Before I met with my team yesterday I reviewed the characteristics I wanted to discuss with them. There are characteristic that are static that I truly believe are essential with every team– integrity, compassion, inclusion, work ethic, focus on the process and discipline. Then there are those characteristics that may be specific to a particular group. Because my team is young I felt that ‘mental toughness” should be a characteristic we strive to make our calling card. Ultimately, a team is a work in progress so therefore so should be the culture. We are always trying to improve our culture and instill a lofty set of characteristics. Culture is a work in progress and the core tenants are characteristics we aspire to daily. The next step in our process will be to define clearly what “mental toughness” looks like and how we can identify it. This will give the coaches and team an opportunity to identify situations where when a teammate exhibits a high level of mental toughness we can seize the teachable moment and make sure we point it out.
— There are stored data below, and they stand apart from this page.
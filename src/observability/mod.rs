//! Observability module for monitoring and metrics.
//!
//! This module provides counters for loads and recomputes alongside
//! structured `tracing` events, plus a timer for operation durations.

pub mod metrics;

pub use metrics::{MetricsTracker, Timer};
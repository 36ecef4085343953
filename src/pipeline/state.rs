//! Pipeline state: what the user currently asked to see.

use crate::domain::ContactType;
use crate::sorting::SortPolicy;
use serde::Serialize;
use std::collections::BTreeSet;

/// Current query, type filter and sort policy.
#[derive(Debug, Clone, PartialEq, Eq, Serialize)]
#[serde(rename_all = "camelCase")]
pub struct PipelineState {
    pub query: String,

    /// Allowed contact types; empty means no type filter
    pub allowed_types: BTreeSet<ContactType>,

    pub sort_policy: SortPolicy,
}

impl PipelineState {
    /// Default state for the given default sort policy.
    pub fn new(sort_policy: SortPolicy) -> Self {
        Self {
            query: String::new(),
            allowed_types: BTreeSet::new(),
            sort_policy,
        }
    }

    /// Number of active type filters.
    pub fn active_filter_count(&self) -> usize {
        self.allowed_types.len()
    }

    pub fn has_query(&self) -> bool {
        !self.query.is_empty()
    }
}

impl Default for PipelineState {
    fn default() -> Self {
        Self::new(SortPolicy::default())
    }
}
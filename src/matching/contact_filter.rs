//! Free-text query and contact type matching.

use crate::domain::ContactType;
use crate::models::MergedContact;
use std::collections::BTreeSet;

/// Check whether `contact` matches a free-text query.
///
/// The query is trimmed; an empty query matches everything. Otherwise the
/// lower-cased query must be a substring of the lower-cased first name,
/// surname, normalized number or email. Absent fields never match.
pub fn matches_query(contact: &MergedContact, query: &str) -> bool {
    let query = query.trim();
    if query.is_empty() {
        return true;
    }
    fields_contain(contact, &query.to_lowercase())
}

/// Check whether `contact` has at least one of the allowed types.
///
/// An empty `allowed` set means no type filter is active.
pub fn matches_types(contact: &MergedContact, allowed: &BTreeSet<ContactType>) -> bool {
    allowed.is_empty() || !contact.types().is_disjoint(allowed)
}

fn fields_contain(contact: &MergedContact, needle: &str) -> bool {
    [
        contact.first_name(),
        contact.surname(),
        contact.normalized_number(),
        contact.email(),
    ]
    .into_iter()
    .flatten()
    .any(|field| !field.is_empty() && field.to_lowercase().contains(needle))
}

/// Combined query and type predicate with the query prepared once.
#[derive(Debug, Clone, Default)]
pub struct ContactFilter {
    /// Lower-cased, trimmed query; `None` when no query is active
    needle: Option<String>,
    allowed_types: BTreeSet<ContactType>,
}

impl ContactFilter {
    /// Create a filter for the given query and allowed types.
    pub fn new(query: &str, allowed_types: &BTreeSet<ContactType>) -> Self {
        let query = query.trim();
        Self {
            needle: (!query.is_empty()).then(|| query.to_lowercase()),
            allowed_types: allowed_types.clone(),
        }
    }

    /// Whether the filter lets every contact through.
    pub fn is_pass_through(&self) -> bool {
        self.needle.is_none() && self.allowed_types.is_empty()
    }

    /// Check both predicates.
    pub fn matches(&self, contact: &MergedContact) -> bool {
        let query_ok = match &self.needle {
            Some(needle) => fields_contain(contact, needle),
            None => true,
        };
        query_ok && matches_types(contact, &self.allowed_types)
    }
}
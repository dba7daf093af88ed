#![deny(
    missing_debug_implementations,
    clippy::print_stderr,
    clippy::print_stdout
)]

//! # SeaORM Blog
//!
//! A blog schema (users, posts, comments, tags) on [SeaORM](https://www.sea-ql.org/SeaORM),
//! with a graded set of query drills and the aggregate metrics they build up to.
//!
//! ## Modules
//!
//! 1. [`entity`]: the five entities and their relations
//! 2. [`schema`]: create, drop and clear the tables
//! 3. [`query`]: one function per challenge, levels 1 to 8
//! 4. [`metrics`]: per user, post and tag metrics computed in memory
//! 5. [`seed`]: the demo data set
//! 6. [`factory`]: builders for test data
//!
//! ## A quick taste
//!
//! ```ignore
//! use sea_orm_blog::{query, schema, seed, Config};
//!
//! let db = Config::load()?.connect().await?;
//! schema::create_tables(&db).await?;
//! seed::run(&db).await?;
//!
//! for user in query::users_by_post_count(&db).await? {
//!     println!("{} wrote {} posts", user.name, user.post_count);
//! }
//! let john = query::user_statistics(&db).await?;
//! ```

pub mod config;
pub mod entity;
pub mod error;
pub mod factory;
pub mod metrics;
pub mod query;
pub mod schema;
pub mod seed;

pub use config::*;
pub use error::*;
pub use metrics::{
    Classification, Dataset, MetricsReport, PostMetrics, Role, TagUsage, UserMetrics,
};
I have never been in the Penn State Wrestling room nor have I spent any time with their team. As a spectator and observer from afar it seems to me they have a great culture. They seem to enjoy what they do, have a positive spirit in their work and truly respect one another. At this past season’s NCAA Wrestling Tournament on Saturday before the medal matches I stood behind them in a cafe while waiting for our breakfast. I noticed a couple things. They were very considerate of others, were very humble when complimented by others, they seemed real comfortable around each other and they went out of their way to help each other. Isn’t that what great teams do? It left a mark on me and I couldn’t wait to come back and share my observations with my team.
Culture is a tangible element that can be felt, seen, heard upon spending time in your team’s environment. If you want to know a part of your teams culture walk into the locker room, sit on the bench, close your eyes and listen to the conversations. Than go into your office and ask yourself, “What do I want my team to look like today?”
Since your painting pictures in your mind I will leave you with these awesome ending lyrics of Angel from Montgomery.
“There’s flys in the kitchen I can hear’em there buzzing.
And I ain’t done nothing since I woke up today.
How the hell can a person go to work in the morning
And come home in the evening and have nothing to say?”